For the sake of brevity, throughout this opinion, the 29 remaining opt-in plaintiffs will be referred to simply as "Plaintiffs" unless their identification specifically as the opt-in plaintiffs is required for clarity.

In their Response (ECF No. 118), Plaintiffs maintain the identification of a representative at this stage of the proceedings is not required by law, and Defendant fails to cite any authority outlining such a requirement. Plaintiffs assert the absence of a representative plaintiff does not, in any way, infringe upon Defendant's ability to: 1) obtain discovery, especially since merits-based discovery is ongoing; 2) later file a decertification motion; or 3) engage in meaningful settlement negotiations. Although previously, in their motion to dismiss the Missouri opt-in plaintiffs, Plaintiffs argued they should be allowed to identify a substitute named plaintiff, they now argue if a representative becomes necessary, the most appropriate time to designate one is after the completion of meaningful discovery, because the information gained will assist Plaintiffs to select the most appropriate "representative." Plaintiffs ask the Court to deny Defendant's motion without prejudice.

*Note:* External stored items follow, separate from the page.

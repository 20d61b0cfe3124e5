//! The value store: the only entry points that read or mutate an owner's
//! document, so every registered hook sees every operation.

use std::cell::{Cell, RefCell};
use std::collections::{HashMap, HashSet};
use std::fmt;

use json_values_path::{
    append, get, join_key, set, unset, validate_path, IntoPath, Path, PathError,
};
use serde::de::DeserializeOwned;
use serde_json::{Map, Value};
use tracing::{debug, trace};

use crate::cast::{register_cast_hooks, CastTo};
use crate::changes::{merge_changes, track_changes};
use crate::config::StoreOptions;
use crate::error::{ValuesError, ValuesResult};
use crate::hooks::{
    Hook, HookEvent, HookRegistry, Subject, ValueChanged, ValueEvent, ValueRead, ValuesReplaced,
};
use crate::model::{Model, ModelKind, ModelType};
use crate::objects::register_cache_hooks;

/// Context for all value and object operations.
///
/// Holds the hook registry and the registered model types. Owners are plain
/// structs, the store is passed alongside them:
///
/// ```
/// use json_values::{impl_model, Store, Values};
/// use serde_json::json;
///
/// struct Repository {
///     values: Values,
/// }
///
/// impl Default for Repository {
///     fn default() -> Self {
///         Self { values: Values::of::<Self>() }
///     }
/// }
///
/// impl_model!(Repository);
///
/// let store = Store::new();
/// let repo = Repository::default();
/// store.set_value(&repo, "owner.login", "symfony").unwrap();
/// assert_eq!(store.get_value(&repo, "owner.login").unwrap(), json!("symfony"));
/// assert_eq!(store.get_changes(&repo), json!({"owner": {"login": "symfony"}}));
/// ```
pub struct Store {
    options: StoreOptions,
    hooks: HookRegistry,
    types: RefCell<HashMap<String, ModelType>>,
    prepared: RefCell<HashSet<&'static str>>,
    prepared_generation: Cell<u64>,
}

impl Default for Store {
    fn default() -> Self {
        Self::new()
    }
}

impl Store {
    pub fn new() -> Self {
        Self::with_options(StoreOptions::default())
    }

    pub fn with_options(options: StoreOptions) -> Self {
        let store = Self {
            options,
            hooks: HookRegistry::new(),
            types: RefCell::new(HashMap::new()),
            prepared: RefCell::new(HashSet::new()),
            prepared_generation: Cell::new(0),
        };
        store.install_default_hooks();
        store
    }

    fn install_default_hooks(&self) {
        if self.options.track_changes {
            track_changes(self, Subject::Global);
        }
        if self.options.cast_values {
            register_cast_hooks(self, Subject::Global);
        }
        debug!(
            track_changes = self.options.track_changes,
            cast_values = self.options.cast_values,
            "installed default hooks"
        );
    }

    pub fn options(&self) -> &StoreOptions {
        &self.options
    }

    pub fn hooks(&self) -> &HookRegistry {
        &self.hooks
    }

    /// Clear the hook registry, then reinstall the interceptors the options
    /// ask for.
    pub fn clear_hooks(&self) {
        self.hooks.clear_all();
        self.install_default_hooks();
    }

    /// Make a model type resolvable by name.
    pub fn register_type<T: ModelKind>(&self) -> ModelType {
        let model_type = ModelType::of::<T>();
        self.types
            .borrow_mut()
            .insert(model_type.name().to_string(), model_type);
        model_type
    }

    /// Look up a registered model type.
    pub fn model_type(&self, name: &str) -> ValuesResult<ModelType> {
        self.registered_type(name)
            .ok_or_else(|| ValuesError::UnknownType {
                name: name.to_string(),
            })
    }

    pub(crate) fn registered_type(&self, name: &str) -> Option<ModelType> {
        self.types.borrow().get(name).copied()
    }

    pub(crate) fn path(&self, path: impl IntoPath) -> ValuesResult<Path> {
        let path = path.into_path();
        validate_path(&path, self.options.path_policy, self.options.max_path_depth)
            .map_err(|source| ValuesError::invalid_path(&path, source))?;
        Ok(path)
    }

    /// Like [`Store::path`], rejecting the root.
    pub(crate) fn member_path(&self, path: impl IntoPath) -> ValuesResult<Path> {
        let path = self.path(path)?;
        if path.is_empty() {
            return Err(ValuesError::invalid_path(&path, PathError::Empty));
        }
        Ok(path)
    }

    /// Install the object cache interceptors for the owner's type, once per
    /// registry generation.
    pub(crate) fn prepare(&self, owner: &dyn Model) {
        let generation = self.hooks.generation();
        if self.prepared_generation.get() != generation {
            self.prepared.borrow_mut().clear();
            self.prepared_generation.set(generation);
        }
        let type_name = owner.values().type_name();
        if self.prepared.borrow_mut().insert(type_name) {
            register_cache_hooks(self, Subject::type_name(type_name));
            debug!(model = type_name, "registered object cache hooks");
        }
    }

    fn prepare_if_caching(&self, owner: &dyn Model) {
        if !owner.values().objects.borrow().is_empty() {
            self.prepare(owner);
        }
    }

    /// Replace the owner's whole document.
    ///
    /// Resets the change set and clears the object cache through the
    /// `post_set_values` hooks. On a bound child the new document is written
    /// into the parent's region.
    pub fn set_values(&self, owner: &dyn Model, values: Value) -> ValuesResult<()> {
        if !json_values_path::is_container(&values) {
            return Err(ValuesError::type_conflict(&[], "replace values", &values));
        }
        self.prepare_if_caching(owner);
        owner.values().slot.replace(values.clone());
        trace!(owner = %owner.values().id(), "replaced values");
        self.fire_values_replaced(owner, &values, false)
    }

    pub(crate) fn fire_values_replaced(
        &self,
        owner: &dyn Model,
        values: &Value,
        by_reference: bool,
    ) -> ValuesResult<()> {
        let event = ValuesReplaced {
            owner,
            values,
            by_reference,
        };
        for hook in self.hooks.query(owner.values(), HookEvent::PostSetValues) {
            if let Hook::PostSetValues(f) = hook {
                f(self, &event)?;
            }
        }
        Ok(())
    }

    /// Copy of the owner's whole document.
    pub fn get_values(&self, owner: &dyn Model) -> Value {
        json_values_path::copy(&owner.values().slot.snapshot())
    }

    /// Write a value at a path. Null removes the value.
    ///
    /// `pre_set_value` hooks may replace the value first. Cached objects at or
    /// below the path are invalidated.
    pub fn set_value(
        &self,
        owner: &dyn Model,
        path: impl IntoPath,
        value: impl Into<Value>,
    ) -> ValuesResult<()> {
        let path = self.member_path(path)?;
        self.prepare_if_caching(owner);
        let value = self.run_pre_hooks(HookEvent::PreSetValue, owner, &path, None, value.into())?;

        let modified = owner.values().slot.write(&path, |root, full| {
            if value.is_null() {
                unset(root, full)
            } else {
                set(root, full, value.clone())
            }
        });
        trace!(owner = %owner.values().id(), path = ?path, modified, "set value");

        self.fire_changed(HookEvent::PostSetValue, owner, &path, &value, modified)
    }

    /// Append a value to the collection at `path` and return its key.
    ///
    /// Without `key` the next integer position is used. An explicit key is a
    /// single literal step and may contain dots. The member path, key
    /// included, is validated like any other path.
    ///
    /// # Errors
    ///
    /// - [`ValuesError::InvalidPath`] when the key breaks the path policy or
    ///   the member path is too deep.
    /// - [`ValuesError::TypeConflict`] when the path holds a scalar.
    pub fn add_value(
        &self,
        owner: &dyn Model,
        path: impl IntoPath,
        value: impl Into<Value>,
        key: Option<&str>,
    ) -> ValuesResult<String> {
        let path = self.path(path)?;
        // Generated positions are digits, so "0" stands in for them.
        self.path(join_key(&path, key.unwrap_or("0")))?;
        self.prepare_if_caching(owner);
        let value = self.run_pre_hooks(HookEvent::PreAddValue, owner, &path, key, value.into())?;

        let (key, modified) = owner
            .values()
            .slot
            .write(&path, |root, full| append(root, full, value.clone(), key))
            .map_err(|err| match err {
                PathError::NotAContainer { found } => ValuesError::TypeConflict {
                    path: json_values_path::format_path(&path),
                    action: "append",
                    found,
                },
                other => ValuesError::invalid_path(&path, other),
            })?;
        trace!(owner = %owner.values().id(), path = ?path, key = %key, "added value");

        let member = join_key(&path, &key);
        self.fire_changed(HookEvent::PostAddValue, owner, &member, &value, modified)?;
        Ok(key)
    }

    /// Read the value at a path, null when absent.
    pub fn get_value(&self, owner: &dyn Model, path: impl IntoPath) -> ValuesResult<Value> {
        self.read_value(owner, path, Value::Null, None)
    }

    /// Read the value at a path, `default` when absent or null.
    pub fn get_value_or(
        &self,
        owner: &dyn Model,
        path: impl IntoPath,
        default: impl Into<Value>,
    ) -> ValuesResult<Value> {
        self.read_value(owner, path, default.into(), None)
    }

    /// Read the value at a path and ask the cast hooks to convert it.
    pub fn get_value_cast(
        &self,
        owner: &dyn Model,
        path: impl IntoPath,
        default: impl Into<Value>,
        cast_to: CastTo,
    ) -> ValuesResult<Value> {
        self.read_value(owner, path, default.into(), Some(cast_to))
    }

    /// Read the value at a path and deserialize it. `None` when absent.
    pub fn get_value_as<T: DeserializeOwned>(
        &self,
        owner: &dyn Model,
        path: impl IntoPath,
    ) -> ValuesResult<Option<T>> {
        match self.get_value(owner, path)? {
            Value::Null => Ok(None),
            value => Ok(Some(serde_json::from_value(value)?)),
        }
    }

    /// Whether the path holds a non-null value. Runs no hooks.
    pub fn has_value(&self, owner: &dyn Model, path: impl IntoPath) -> ValuesResult<bool> {
        let path = self.path(path)?;
        Ok(owner
            .values()
            .slot
            .read(&path, |root, full| json_values_path::has(root, full)))
    }

    fn read_value(
        &self,
        owner: &dyn Model,
        path: impl IntoPath,
        default: Value,
        cast_to: Option<CastTo>,
    ) -> ValuesResult<Value> {
        let path = self.path(path)?;
        let value = owner
            .values()
            .slot
            .read(&path, |root, full| get(root, full).cloned())
            .filter(|value| !value.is_null())
            .unwrap_or_else(|| default.clone());

        let event = ValueRead {
            owner,
            path: &path,
            value: &value,
            default: &default,
            cast_to,
        };
        for hook in self.hooks.query(owner.values(), HookEvent::PostGetValue) {
            if let Hook::PostGetValue(f) = hook {
                if let Some(replaced) = f(self, &event)?.filter(|value| !value.is_null()) {
                    return Ok(replaced);
                }
            }
        }
        Ok(value)
    }

    /// The change set recorded on this owner since its last full replace.
    pub fn get_changes(&self, owner: &dyn Model) -> Value {
        owner.values().changes.borrow().clone()
    }

    /// The owner's change set merged with the changes of every cached child,
    /// placed at the child's path.
    pub fn collect_changes(&self, owner: &dyn Model) -> Value {
        let mut changes = self.get_changes(owner);
        let children: Vec<_> = owner
            .values()
            .objects
            .borrow()
            .iter()
            .map(|(path, child)| (path.clone(), child.clone()))
            .collect();
        for (path, child) in children {
            let child_changes = self.collect_changes(child.as_ref());
            if child_changes.as_object().is_some_and(Map::is_empty) {
                continue;
            }
            let target = json_values_path::ensure_container(&mut changes, &path);
            if !target.is_object() {
                *target = Value::Object(Map::new());
            }
            merge_changes(target, child_changes);
        }
        changes
    }

    fn run_pre_hooks(
        &self,
        event: HookEvent,
        owner: &dyn Model,
        path: &[String],
        key: Option<&str>,
        mut value: Value,
    ) -> ValuesResult<Value> {
        for hook in self.hooks.query(owner.values(), event) {
            let f = match hook {
                Hook::PreSetValue(f) | Hook::PreAddValue(f) => f,
                _ => continue,
            };
            let replaced = f(
                self,
                &ValueEvent {
                    owner,
                    path,
                    key,
                    value: &value,
                },
            )?;
            if let Some(replaced) = replaced.filter(|value| !value.is_null()) {
                value = replaced;
            }
        }
        Ok(value)
    }

    fn fire_changed(
        &self,
        event: HookEvent,
        owner: &dyn Model,
        path: &[String],
        value: &Value,
        modified: bool,
    ) -> ValuesResult<()> {
        let payload = ValueChanged {
            owner,
            path,
            value,
            modified,
        };
        for hook in self.hooks.query(owner.values(), event) {
            if let Hook::PostSetValue(f) | Hook::PostAddValue(f) = hook {
                f(self, &payload)?;
            }
        }
        Ok(())
    }
}

impl fmt::Debug for Store {
    fn fmt(&self, f: &mut fmt::Formatter<'_>) -> fmt::Result {
        f.debug_struct("Store")
            .field("options", &self.options)
            .field("hooks", &self.hooks)
            .field("types", &self.types.borrow().keys().collect::<Vec<_>>())
            .finish()
    }
}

Pls.' Mem. in Supp., ECF No. 89, Ex. 1, at 10.

Despite copious citations of case law from courts across the county, each party maintains the other fails to cite legal authority supporting its position. The parties' arguments can generally be classified into three primary categories: 1) the legal concerns; 2) the intent of the January 22, 2016 order; and 3) the practical and logistical issues surrounding the lack of a named plaintiff. Each is addressed in turn.

1. Legal Issues

The plain language of §216(b) of the FLSA, the possible result of decertification, and the future approval of any potential settlement are of chief concern to the Court. Additionally, the lack of existing legal authority is problematic.

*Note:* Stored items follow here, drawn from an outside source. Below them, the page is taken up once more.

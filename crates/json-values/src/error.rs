//! Error types for the value store.

use json_values_path::{format_path, value_kind, PathError};
use serde_json::Value;
use thiserror::Error;

/// Errors raised by store, materializer and interceptor operations.
///
/// All of them are contract violations. The store fails the call instead of
/// silently defaulting, and errors returned by hook callbacks abort the
/// operation that triggered them unchanged.
#[derive(Debug, Error)]
pub enum ValuesError {
    #[error("invalid path {path:?}: {source}")]
    InvalidPath {
        path: String,
        #[source]
        source: PathError,
    },

    #[error("cannot {action} at {path:?}: value is a {found}")]
    TypeConflict {
        path: String,
        action: &'static str,
        found: &'static str,
    },

    #[error("cannot build object at {path:?}: no class given and no hook supplied one")]
    Configuration { path: String },

    #[error("unknown model type {name:?}")]
    UnknownType { name: String },

    #[error("cannot build object at {path:?}: value is null")]
    MissingMember { path: String },

    #[error("object at {path:?} is a {found}, expected {expected}")]
    UnexpectedType {
        path: String,
        expected: &'static str,
        found: &'static str,
    },

    #[error("cannot attach object at {path:?}: the object would contain itself")]
    Cycle { path: String },

    #[error("cannot cast to {target}: {message}")]
    Cast {
        target: &'static str,
        message: String,
    },

    #[error("serialization error: {0}")]
    Serialization(#[from] serde_json::Error),
}

pub type ValuesResult<T> = Result<T, ValuesError>;

impl ValuesError {
    pub fn invalid_path(path: &[String], source: PathError) -> Self {
        Self::InvalidPath {
            path: format_path(path),
            source,
        }
    }

    pub fn type_conflict(path: &[String], action: &'static str, found: &Value) -> Self {
        Self::TypeConflict {
            path: format_path(path),
            action,
            found: value_kind(found),
        }
    }

    pub fn configuration(path: &[String]) -> Self {
        Self::Configuration {
            path: format_path(path),
        }
    }

    pub fn missing_member(path: &[String]) -> Self {
        Self::MissingMember {
            path: format_path(path),
        }
    }

    pub fn cycle(path: &[String]) -> Self {
        Self::Cycle {
            path: format_path(path),
        }
    }

    pub fn cast(target: &'static str, message: impl Into<String>) -> Self {
        Self::Cast {
            target,
            message: message.into(),
        }
    }
}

A. The Nature of an FLSA Collective Action

A brief review of the nature of a collective action under §216(b) is helpful to frame the discussion of the question currently before the Court. The purpose of filing a collective action is to provide employee "plaintiffs the advantage of lower individual costs to vindicate rights by the pooling of resources," and to benefit the judicial system "by efficient resolution in one proceeding of common issues of law and fact arising from the same alleged ... activity."

Hoffmann-La Roche Inc. v. Sperling, 493 U.S. 165, 170 (1989).

Id.

A "collective action" or "representative action" under §216(b) differs from a class action under Federal Rule of Civil Procedure 23 as a result of the "opt-in" versus "opt-out" distinction. In Rule 23 class actions, plaintiffs are generally "'opt-out,' such that class members are presumptively treated as remaining in the litigation class unless they affirmatively request to be excluded." Conversely, in a collective action under §216(b), "no employee shall be a party plaintiff to any such action unless he gives his consent in writing to become such a party and such consent is filed in the court in which such action is brought."

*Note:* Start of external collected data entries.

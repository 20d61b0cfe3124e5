//! Dotted-path access over nested JSON documents.
//!
//! A path such as `owner.login` or `files.0.name` is split on `.` into steps.
//! Each step is a mapping key, or a list position when the container at that
//! point is a list. Writes create missing intermediate containers.
//!
//! # Example
//!
//! ```
//! use json_values_path::{get, parse_path, set, unset};
//! use serde_json::json;
//!
//! let mut doc = json!({});
//! assert!(set(&mut doc, &parse_path("owner.login"), json!("symfony")));
//! assert_eq!(doc, json!({"owner": {"login": "symfony"}}));
//!
//! assert_eq!(get(&doc, &parse_path("owner.login")), Some(&json!("symfony")));
//! assert!(unset(&mut doc, &parse_path("owner.login")));
//! assert_eq!(doc, json!({"owner": {}}));
//! ```

use serde_json::{Map, Value};
use thiserror::Error;

pub mod types;
pub use types::{IntoPath, Path, PathStep};

pub mod validate;
pub use validate::{validate_path, validate_step, PathPolicy, MAX_PATH_LENGTH};

#[derive(Debug, Error, Clone, PartialEq, Eq)]
pub enum PathError {
    #[error("path is empty")]
    Empty,
    #[error("path is {depth} steps deep, the limit is {max}")]
    TooDeep { depth: usize, max: usize },
    #[error("invalid path step {step:?}")]
    InvalidStep { step: String },
    #[error("cannot append to a {found} value")]
    NotAContainer { found: &'static str },
}

/// Parse a dotted path string into steps.
///
/// The empty string is a single top-level key, not the root.
///
/// # Example
///
/// ```
/// use json_values_path::parse_path;
///
/// assert_eq!(parse_path("a.b.0"), vec!["a", "b", "0"]);
/// assert_eq!(parse_path(""), vec![""]);
/// ```
pub fn parse_path(path: &str) -> Path {
    path.split('.').map(str::to_string).collect()
}

/// Join path steps back into a dotted string.
pub fn format_path(path: &[String]) -> String {
    path.join(".")
}

/// Extend a path with one literal step. The key is never split.
///
/// # Example
///
/// ```
/// use json_values_path::{join_key, parse_path};
///
/// assert_eq!(join_key(&parse_path("files"), "a.txt"), vec!["files", "a.txt"]);
/// ```
pub fn join_key(path: &[String], key: &str) -> Path {
    let mut joined = Vec::with_capacity(path.len() + 1);
    joined.extend_from_slice(path);
    joined.push(key.to_string());
    joined
}

/// Check if `child` lies strictly below `parent`.
pub fn is_child(parent: &[String], child: &[String]) -> bool {
    parent.len() < child.len() && child.starts_with(parent)
}

/// Check if `path` equals `prefix` or lies below it.
pub fn is_at_or_under(prefix: &[String], path: &[String]) -> bool {
    path.starts_with(prefix)
}

/// Check if a string consists only of ASCII digits.
pub fn is_integer(s: &str) -> bool {
    !s.is_empty() && s.bytes().all(|b| b.is_ascii_digit())
}

fn list_position(step: &str) -> Option<usize> {
    if is_integer(step) {
        step.parse().ok()
    } else {
        None
    }
}

/// Name of a value's JSON type, for error messages.
pub fn value_kind(value: &Value) -> &'static str {
    match value {
        Value::Null => "null",
        Value::Bool(_) => "boolean",
        Value::Number(_) => "number",
        Value::String(_) => "string",
        Value::Array(_) => "list",
        Value::Object(_) => "mapping",
    }
}

/// Check if a value can hold children.
pub fn is_container(value: &Value) -> bool {
    matches!(value, Value::Array(_) | Value::Object(_))
}

/// Get a value by path.
///
/// Returns `None` when any step does not resolve. Walking through a scalar is
/// not an error, the value is simply absent.
///
/// # Example
///
/// ```
/// use json_values_path::{get, parse_path};
/// use serde_json::json;
///
/// let doc = json!({"a": {"b": [1, 2, 3]}, "s": "x"});
/// assert_eq!(get(&doc, &parse_path("a.b.1")), Some(&json!(2)));
/// assert_eq!(get(&doc, &parse_path("s.x")), None);
/// ```
pub fn get<'a>(doc: &'a Value, path: &[String]) -> Option<&'a Value> {
    let mut current = doc;
    for step in path {
        current = match current {
            Value::Object(map) => map.get(step)?,
            Value::Array(items) => items.get(list_position(step)?)?,
            _ => return None,
        };
    }
    Some(current)
}

/// Get a mutable reference to a value by path.
pub fn get_mut<'a>(doc: &'a mut Value, path: &[String]) -> Option<&'a mut Value> {
    let mut current = doc;
    for step in path {
        current = match current {
            Value::Object(map) => map.get_mut(step)?,
            Value::Array(items) => items.get_mut(list_position(step)?)?,
            _ => return None,
        };
    }
    Some(current)
}

/// Check if a path holds a non-null value.
pub fn has(doc: &Value, path: &[String]) -> bool {
    get(doc, path).is_some_and(|value| !value.is_null())
}

/// Set a value by path, creating intermediate containers.
///
/// A missing or scalar intermediate is replaced with an empty mapping. On a
/// list, a position inside the list replaces the element and the position
/// equal to its length appends. Any other step converts the list into a
/// mapping keyed by the former positions.
///
/// Returns whether the stored value changed. Setting the root path replaces
/// the whole document.
///
/// # Example
///
/// ```
/// use json_values_path::{parse_path, set};
/// use serde_json::json;
///
/// let mut doc = json!({"a": "scalar"});
/// set(&mut doc, &parse_path("a.b"), json!(1));
/// assert_eq!(doc, json!({"a": {"b": 1}}));
///
/// assert!(!set(&mut doc, &parse_path("a.b"), json!(1)));
/// ```
pub fn set(doc: &mut Value, path: &[String], value: Value) -> bool {
    let Some((last, parents)) = path.split_last() else {
        let modified = *doc != value;
        *doc = value;
        return modified;
    };
    let mut current = doc;
    for step in parents {
        current = slot(current, step).0;
    }
    let (target, existed) = slot(current, last);
    let modified = !existed || *target != value;
    *target = value;
    modified
}

/// Remove the value at a path.
///
/// Parents are left in place even when they become empty. Removing a list
/// position shifts the later elements down. Returns whether a key was removed.
///
/// # Example
///
/// ```
/// use json_values_path::{parse_path, unset};
/// use serde_json::json;
///
/// let mut doc = json!({"tags": ["a", "b", "c"]});
/// assert!(unset(&mut doc, &parse_path("tags.0")));
/// assert_eq!(doc, json!({"tags": ["b", "c"]}));
/// assert!(!unset(&mut doc, &parse_path("tags.5")));
/// ```
pub fn unset(doc: &mut Value, path: &[String]) -> bool {
    let Some((last, parents)) = path.split_last() else {
        return false;
    };
    match get_mut(doc, parents) {
        Some(Value::Object(map)) => map.shift_remove(last).is_some(),
        Some(Value::Array(items)) => match list_position(last) {
            Some(position) if position < items.len() => {
                items.remove(position);
                true
            }
            _ => false,
        },
        _ => false,
    }
}

/// Deep structural copy of a value.
///
/// `serde_json::Value` owns its children, so the copy never aliases the source.
pub fn copy(value: &Value) -> Value {
    match value {
        Value::Array(items) => Value::Array(items.iter().map(copy).collect()),
        Value::Object(map) => Value::Object(
            map.iter()
                .map(|(key, value)| (key.clone(), copy(value)))
                .collect(),
        ),
        scalar => scalar.clone(),
    }
}

/// Make sure a container exists at `path` and return it.
///
/// An absent, null or scalar value at the path is replaced with an empty list.
pub fn ensure_container<'a>(doc: &'a mut Value, path: &[String]) -> &'a mut Value {
    let mut current = doc;
    for step in path {
        current = slot(current, step).0;
    }
    if !is_container(current) {
        *current = Value::Array(Vec::new());
    }
    current
}

/// Append a value to the collection at `path`.
///
/// Without a key the value goes to the next integer position: the end of a
/// list, or one past the largest integer key of a mapping. An explicit key is
/// used as a single literal step, even when it contains dots.
///
/// Returns the assigned key and whether the document changed.
///
/// # Errors
///
/// [`PathError::NotAContainer`] when the path holds a non-null scalar.
///
/// # Example
///
/// ```
/// use json_values_path::{append, parse_path};
/// use serde_json::json;
///
/// let mut doc = json!({});
/// let files = parse_path("files");
/// assert_eq!(append(&mut doc, &files, json!(1), None).unwrap().0, "0");
/// assert_eq!(append(&mut doc, &files, json!(2), Some("a.txt")).unwrap().0, "a.txt");
/// assert_eq!(doc, json!({"files": {"0": 1, "a.txt": 2}}));
/// ```
pub fn append(
    doc: &mut Value,
    path: &[String],
    value: Value,
    key: Option<&str>,
) -> Result<(String, bool), PathError> {
    if let Some(current) = get(doc, path) {
        if !current.is_null() && !is_container(current) {
            return Err(PathError::NotAContainer {
                found: value_kind(current),
            });
        }
    }
    let collection = ensure_container(doc, path);
    match key {
        Some(key) => {
            let (target, existed) = slot(collection, key);
            let modified = !existed || *target != value;
            *target = value;
            Ok((key.to_string(), modified))
        }
        None => Ok((push_next(collection, value), true)),
    }
}

fn push_next(collection: &mut Value, value: Value) -> String {
    match collection {
        Value::Array(items) => {
            items.push(value);
            (items.len() - 1).to_string()
        }
        Value::Object(map) => {
            let next = map
                .keys()
                .filter(|key| is_integer(key))
                .filter_map(|key| key.parse::<u64>().ok())
                .max()
                .map_or(0, |max| max + 1)
                .to_string();
            map.insert(next.clone(), value);
            next
        }
        _ => unreachable!("ensure_container always yields a container"),
    }
}

/// Resolve one step below `node` for writing, creating it as null if missing.
/// Returns the slot and whether it existed before.
fn slot<'a>(node: &'a mut Value, step: &str) -> (&'a mut Value, bool) {
    let position = match &*node {
        Value::Array(items) => list_position(step).filter(|&position| position <= items.len()),
        _ => None,
    };
    match (node, position) {
        (Value::Array(items), Some(position)) => {
            let existed = position < items.len();
            if !existed {
                items.push(Value::Null);
            }
            (&mut items[position], existed)
        }
        (node, _) => {
            let map = as_map_mut(node);
            let existed = map.contains_key(step);
            (map.entry(step.to_string()).or_insert(Value::Null), existed)
        }
    }
}

fn as_map_mut(node: &mut Value) -> &mut Map<String, Value> {
    if !node.is_object() {
        let map = match node.take() {
            Value::Array(items) => items
                .into_iter()
                .enumerate()
                .map(|(position, item)| (position.to_string(), item))
                .collect(),
            _ => Map::new(),
        };
        *node = Value::Object(map);
    }
    match node {
        Value::Object(map) => map,
        _ => unreachable!(),
    }
}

See Harkins v. Riverboat Servs., Inc., 385 F.3d 1099, 1101 (7th Cir. 2004).

Delgado v. Castellino Corp., 66 F. Supp. 3d 1340, 1341 n.1 (D. Colo. 2014); see Brown v. Money Tree Mortgage, Inc., 222 F.R.D. 676, 678 (D. Kan. 2004).

Thiessen v. Gen. Elec. Capital Corp., 267 F.3d 1095, 1102 (10th Cir. 2001)

The Tenth Circuit Court of Appeals provides the framework for the district court's consideration of FLSA collective actions. In this two-step process, the district court typically makes an initial "notice stage" determination whether plaintiffs are "similarly situated" as required under 29 U.S.C. § 216(b). In this first-stage determination, the court determines whether the "putative opt-in plaintiffs are similarly situated to the named plaintiffs." The standard for conditional certification at the notice stage is a lenient one, and typically results in certification, as occurred in this case, for the purpose of notifying potential opt-in plaintiffs.

Id.

McCaffrey v. Mortgage Sources, Corp., No. 08-2660-KHV, 2011 WL 32436, at *2 (D. Kan. Jan. 5, 2011) (citing Thiessen, 267 F.3d at 1102).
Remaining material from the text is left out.